As she disappeared behind the closing ornate wood and glass door of the Starbuck coffee house Michael was alone again looking out at the deserted street. In one direction lay the campus of the College of William and Mary and the other way lead to the grounds of Colonial Williamsburg. Gray November skies and a persistent cold drizzle were keeping what students who had not gone home for Thanksgiving and the scattered tourists who came to see the nearby historic district dry and warm inside their dorms and hotel rooms.

As Michael sat on the patio absorbed in the isolation and silence, he watched as a sudden gust of wind stirred up the leaves scattered about the curb and street. The blast of air was strong enough to pick them up and cause them to swirl about almost as if they were dancing until the energy played out leaving them again strewn on the ground in a new location further down the street. Michael ignored the thoughts of futility and decay that wanted to invade his mind and he forced himself to remember a happier time, which was the reason he was there to begin with.

This bright and happy time had him sitting in the exact same location on the patio. Except that it was a warm spring afternoon many years before and the building now housing a national coffee franchise was a simple diner serving lunch. Beside Michael was his wife, Alison, and across from them sat Thomas, their seven-year old son. Thomas had wanted to go to Disney World but Michael’s demanding work schedule and Alison’s church and social activities did not allow the long and time consuming trip to Florida. Instead, the family drove down from Richmond to Williamsburg, Virginia to enjoy the historical site and so Michael could take care of some business.

Despite the disappointment to Thomas, the boy was all smiles. It was clear to both his parents he was enjoying the rare occasion of having their undivided attention. Later that day the family walked among the colonial houses watching the reenactors playing out the 18th century roles. As evening approached they strolled among the wooded paths before going back to their hotel. That night as both his parents tucked him in bed he told them this day had been the happiest in his life.

Those memories of warm sunshine and having his family close were the most important possessions Michael had now that everything else he had once considered important had left him or faded away as the years passed by.

“After all these years I suppose this had to happen eventually.” A voice from Michael’s past said coldly, pulling him out of his recollections. The face of the person now standing in front of him had a vague resemblance to someone he once knew but the tenderness and empathy associated with it was completely absent. What he now saw was disdain and vaguely hid contempt.

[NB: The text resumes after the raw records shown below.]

//! Command-line parsing for `mchart`.
//!
//! Argument parsing stays separate from the fetch/layout code: this module
//! only turns flags into a `ChartRequest` and `config::Overrides`.

use std::path::PathBuf;

use clap::{Args, Parser, Subcommand, ValueEnum};

use crate::config::Overrides;
use crate::data::{date_range, resolve_secondary};
use crate::domain::{ChartRequest, ChartType, DateRange, Interval, Timeframe};
use crate::error::ChartError;

/// Top-level CLI.
#[derive(Debug, Parser)]
#[command(name = "mchart", version, about = "Financial metric charts: fetch, align, plot")]
pub struct Cli {
    #[command(flatten)]
    pub global: GlobalArgs,

    #[command(subcommand)]
    pub command: Command,
}

/// CLI subcommands.
#[derive(Debug, Subcommand)]
pub enum Command {
    /// Render a chart to an SVG file.
    Render(RenderArgs),
    /// Print the aligned values as a table.
    Table(TableArgs),
    /// List the supported metrics.
    Metrics,
    /// Launch the interactive dashboard.
    Tui(ChartArgs),
}

/// Options shared by every subcommand.
#[derive(Debug, Args, Clone, Default)]
pub struct GlobalArgs {
    /// Backend root URL (overrides METRIC_CHARTS_API_BASE_URL).
    #[arg(long, global = true, value_name = "URL")]
    pub api_base_url: Option<String>,

    /// Request timeout in seconds (overrides METRIC_CHARTS_TIMEOUT_SECS).
    #[arg(long, global = true, value_name = "SECS")]
    pub timeout: Option<u64>,

    /// Use synthetic offline data instead of the backend.
    #[arg(long, global = true)]
    pub demo: bool,

    /// Log level: error, warn, info, debug, trace (overrides METRIC_CHARTS_LOG).
    #[arg(long, global = true, value_name = "LEVEL")]
    pub log_level: Option<String>,
}

impl GlobalArgs {
    pub fn overrides(&self) -> Overrides {
        Overrides {
            api_base_url: self.api_base_url.clone(),
            timeout_secs: self.timeout,
            log_level: self.log_level.clone(),
            demo: self.demo,
        }
    }
}

/// What to chart.
#[derive(Debug, Args, Clone)]
pub struct ChartArgs {
    /// Tickers, comma separated or repeated (`-t AAPL -t MSFT`).
    #[arg(short = 't', long = "ticker", value_delimiter = ',', default_value = "AAPL,MSFT")]
    pub tickers: Vec<String>,

    /// Primary metric: label ("Price To Sales Ratio"), short label ("P/S Ratio") or slug (`ps`).
    #[arg(short = 'm', long, default_value = "Revenues")]
    pub metric: String,

    /// Secondary metric on the right axis ("None" for no secondary metric).
    #[arg(short = 's', long)]
    pub secondary: Option<String>,

    /// Lookback window ending today; ignored when --start is given.
    #[arg(long, value_enum, default_value_t = Timeframe::FiveYears)]
    pub timeframe: Timeframe,

    /// Explicit start date (YYYY-MM-DD).
    #[arg(long, value_name = "DATE")]
    pub start: Option<String>,

    /// Explicit end date (YYYY-MM-DD); defaults to today.
    #[arg(long, value_name = "DATE")]
    pub end: Option<String>,

    /// Bucketing interval.
    #[arg(short = 'i', long, value_enum, default_value_t = Interval::Quarter)]
    pub interval: Interval,

    /// Chart type: "bar" / "Bar Chart" or "line" / "Line Chart".
    #[arg(short = 'c', long = "chart", default_value = "bar")]
    pub chart_type: String,
}

impl ChartArgs {
    /// Date window from --start/--end, falling back to the timeframe.
    pub fn range(&self) -> Result<DateRange, ChartError> {
        let window = date_range(self.timeframe);
        let end = self.end.clone().unwrap_or_else(|| window.end_str());
        match &self.start {
            Some(start) => DateRange::parse(start, &end),
            None if self.end.is_some() => {
                let end = DateRange::parse(&end, &end)?.end;
                Ok(crate::data::date_range_from(self.timeframe, end))
            }
            None => Ok(window),
        }
    }

    pub fn to_request(&self) -> Result<ChartRequest, ChartError> {
        let range = self.range()?;
        let secondary = resolve_secondary(self.secondary.as_deref())?;
        Ok(ChartRequest {
            tickers: normalize_tickers(&self.tickers),
            metric: self.metric.clone(),
            secondary_metric: secondary.map(|m| m.name.to_string()),
            start_date: range.start_str(),
            end_date: range.end_str(),
            interval: self.interval,
            chart_type: ChartType::parse(&self.chart_type)?,
        })
    }
}

/// Upper-case, trim and de-duplicate, keeping first occurrence order.
pub fn normalize_tickers(raw: &[String]) -> Vec<String> {
    let mut out: Vec<String> = Vec::with_capacity(raw.len());
    for t in raw {
        let t = t.trim().to_ascii_uppercase();
        if !t.is_empty() && !out.contains(&t) {
            out.push(t);
        }
    }
    out
}

#[derive(Debug, Clone, Copy, PartialEq, Eq, ValueEnum)]
pub enum ThemeArg {
    Light,
    Dark,
}

#[derive(Debug, Args, Clone)]
pub struct RenderArgs {
    #[command(flatten)]
    pub chart: ChartArgs,

    /// Output SVG path.
    #[arg(short = 'o', long, default_value = "chart.svg")]
    pub output: PathBuf,

    /// Image width (px).
    #[arg(long, default_value_t = 960)]
    pub width: u32,

    /// Image height (px).
    #[arg(long, default_value_t = 480)]
    pub height: u32,

    #[arg(long, value_enum, default_value_t = ThemeArg::Light)]
    pub theme: ThemeArg,

    /// Also export the aligned data to CSV.
    #[arg(long, value_name = "CSV")]
    pub export: Option<PathBuf>,
}

#[derive(Debug, Args, Clone)]
pub struct TableArgs {
    #[command(flatten)]
    pub chart: ChartArgs,

    /// Also export the aligned data to CSV.
    #[arg(long, value_name = "CSV")]
    pub export: Option<PathBuf>,
}

#[cfg(test)]
mod tests {
    use super::*;

    fn parse(args: &[&str]) -> Cli {
        Cli::try_parse_from(std::iter::once("mchart").chain(args.iter().copied())).unwrap()
    }

    #[test]
    fn render_args() {
        let cli = parse(&[
            "render", "-t", "aapl,msft", "-t", "AAPL", "-m", "ps", "-s", "None", "--start", "2020-01-01", "--end",
            "2024-12-31", "-i", "annual", "-c", "Line Chart", "--demo",
        ]);
        assert!(cli.global.demo);
        let Command::Render(args) = cli.command else {
            panic!("expected render");
        };
        let req = args.chart.to_request().unwrap();
        assert_eq!(req.tickers, vec!["AAPL", "MSFT"]);
        assert_eq!(req.metric, "ps");
        assert_eq!(req.secondary_metric, None);
        assert_eq!(req.start_date, "2020-01-01");
        assert_eq!(req.end_date, "2024-12-31");
        assert_eq!(req.interval, Interval::Annual);
        assert_eq!(req.chart_type, ChartType::Line);
        assert_eq!(args.output, PathBuf::from("chart.svg"));
    }

    #[test]
    fn timeframe_relative_to_end() {
        let cli = parse(&["table", "--timeframe", "3Y", "--end", "2024-02-29"]);
        let Command::Table(args) = cli.command else {
            panic!("expected table");
        };
        let range = args.chart.range().unwrap();
        assert_eq!(range.start_str(), "2021-02-28");
        assert_eq!(range.end_str(), "2024-02-29");
    }

    #[test]
    fn bad_values_surface_as_chart_errors() {
        let cli = parse(&["table", "-c", "pie", "-s", "Beta"]);
        let Command::Table(args) = cli.command else {
            panic!("expected table");
        };
        assert_eq!(args.chart.to_request(), Err(ChartError::UnknownMetric("Beta".to_string())));

        let cli = parse(&["table", "-c", "pie"]);
        let Command::Table(args) = cli.command else {
            panic!("expected table");
        };
        assert_eq!(args.chart.to_request(), Err(ChartError::UnsupportedChartType("pie".to_string())));
    }
}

“Hello Alison,” Michael said after taking a deep breath to steady his nerves, “Where’s Davis? I didn’t think you two ever went anywhere without the other.”

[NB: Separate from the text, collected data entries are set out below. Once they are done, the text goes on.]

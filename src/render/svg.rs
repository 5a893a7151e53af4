//! SVG export.

use std::fmt::Display;
use std::path::Path;

use plotters::prelude::{IntoDrawingArea, SVGBackend};

use crate::error::AppError;
use crate::render::draw::draw_scene;
use crate::render::palette::Theme;
use crate::render::scene::{MarkId, Scene};

fn render_error(err: impl Display) -> AppError {
    AppError::new(4, format!("Failed to render chart: {err}"))
}

/// Render `scene` to an SVG document in memory.
pub fn svg_string(scene: &Scene, theme: &Theme, hover: Option<MarkId>) -> Result<String, AppError> {
    let mut buffer = String::new();
    {
        let size = (scene.size.width, scene.size.height);
        let root = SVGBackend::with_string(&mut buffer, size).into_drawing_area();
        draw_scene(&root, scene, theme, hover).map_err(render_error)?;
        root.present().map_err(render_error)?;
    }
    Ok(buffer)
}

/// Render `scene` to an SVG file.
pub fn write_svg(path: &Path, scene: &Scene, theme: &Theme) -> Result<(), AppError> {
    let size = (scene.size.width, scene.size.height);
    let root = SVGBackend::new(path, size).into_drawing_area();
    draw_scene(&root, scene, theme, None).map_err(render_error)?;
    root.present().map_err(|e| {
        AppError::new(4, format!("Failed to write SVG '{}': {e}", path.display()))
    })?;
    log::info!("wrote {}", path.display());
    Ok(())
}
//! `metric-charts` library crate.
//!
//! The binary (`mchart`) is a thin wrapper around this library so that the
//! fetch, normalize, scale and render stages are testable without a terminal.
//!
//! Data flows one way: `data` fetches raw series, `normalize` buckets them by
//! period, `scale` builds the shared axes, `render` lays out a `Scene`, and
//! `controller` decides when each stage has to run again.

pub mod app;
pub mod cli;
pub mod config;
pub mod controller;
pub mod data;
pub mod domain;
pub mod error;
pub mod io;
pub mod logging;
pub mod normalize;
pub mod render;
pub mod report;
pub mod scale;
pub mod tui;
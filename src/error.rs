//! Error types.
//!
//! - `ChartError` is the library-level taxonomy. Callers match on it to decide
//!   between a placeholder, a partial chart or a silent drop.
//! - `AppError` is what the `mchart` binary reports: a message plus a process
//!   exit code.

/// Failures the charting pipeline can report.
#[derive(Debug, Clone, PartialEq, thiserror::Error)]
pub enum ChartError {
    #[error("Unsupported metric: {0}")]
    UnknownMetric(String),
    #[error("Please select at least one ticker to render the chart.")]
    EmptySelection,
    #[error("Request for {ticker} failed: {message}")]
    Network { ticker: String, message: String },
    #[error("Malformed response for {ticker}: {message}")]
    Parse { ticker: String, message: String },
    #[error("Discarded result of superseded fetch (generation {0})")]
    StaleResult(u64),
    #[error("Invalid date '{0}' (expected YYYY-MM-DD)")]
    InvalidDate(String),
    #[error("Unsupported chart type")]
    UnsupportedChartType(String),
}

impl ChartError {
    /// Errors that abort a chart and leave a placeholder in its place.
    pub fn is_placeholder(&self) -> bool {
        matches!(
            self,
            ChartError::UnknownMetric(_)
                | ChartError::EmptySelection
                | ChartError::UnsupportedChartType(_)
        )
    }
}

#[derive(Clone)]
pub struct AppError {
    exit_code: u8,
    message: String,
}

impl AppError {
    pub fn new(exit_code: u8, message: impl Into<String>) -> Self {
        Self {
            exit_code,
            message: message.into(),
        }
    }

    pub fn exit_code(&self) -> u8 {
        self.exit_code
    }
}

impl From<ChartError> for AppError {
    fn from(err: ChartError) -> Self {
        let exit_code = match err {
            ChartError::UnknownMetric(_)
            | ChartError::UnsupportedChartType(_)
            | ChartError::InvalidDate(_)
            | ChartError::EmptySelection => 2,
            ChartError::StaleResult(_) => 3,
            ChartError::Network { .. } | ChartError::Parse { .. } => 4,
        };
        AppError::new(exit_code, err.to_string())
    }
}

impl std::fmt::Display for AppError {
    fn fmt(&self, f: &mut std::fmt::Formatter<'_>) -> std::fmt::Result {
        write!(f, "{}", self.message)
    }
}

impl std::fmt::Debug for AppError {
    fn fmt(&self, f: &mut std::fmt::Formatter<'_>) -> std::fmt::Result {
        f.debug_struct("AppError")
            .field("exit_code", &self.exit_code)
            .field("message", &self.message)
            .finish()
    }
}

impl std::error::Error for AppError {}

#[cfg(test)]
mod tests {
    use super::*;

    #[test]
    fn chart_errors_map_to_exit_codes() {
        let err: AppError = ChartError::UnknownMetric("Beta".to_string()).into();
        assert_eq!(err.exit_code(), 2);
        assert_eq!(err.to_string(), "Unsupported metric: Beta");

        let err: AppError = ChartError::Network {
            ticker: "AAPL".to_string(),
            message: "timeout".to_string(),
        }
        .into();
        assert_eq!(err.exit_code(), 4);
    }

    #[test]
    fn placeholder_errors() {
        assert!(ChartError::EmptySelection.is_placeholder());
        assert!(ChartError::UnsupportedChartType("Pie".to_string()).is_placeholder());
        assert!(!ChartError::StaleResult(3).is_placeholder());
    }
}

“Davis past away three years ago Michael,” Alison said matter-of-factly.

“I’m sorry, I didn’t know,” Michael said formally, “he was a good man.” To Michael the words burnt like acid as they rolled off his tongue. It went unsaid but he was actually happy to learn the man was dead and hoped he burned in Hell.

Alison said nothing in return; she only pulled one of the matching wrought iron chairs away from the table and sat down.

“This is quite the special event, please, do sit down and join me,” Michael said sarcastically, “we have years of catching up to do.”

“Keep your snarky comments to yourself Michael, nothing has changed since the divorce. For Tommy’s sake, all I ever wanted to know about you since then was that you were still breathing. You abandoned Tommy and me long before any formal legal document stated that fact.”

Michael laughed. “I left you? If I remember correctly, your lifestyle and social obligations required a lot of money, for that reason alone it became essential that I work extra long hours. No, my sweets, it was you that left Tommy and me, you may want to ignore this fact and play the victim, but both of us know Tommy was closer to his nanny than you.”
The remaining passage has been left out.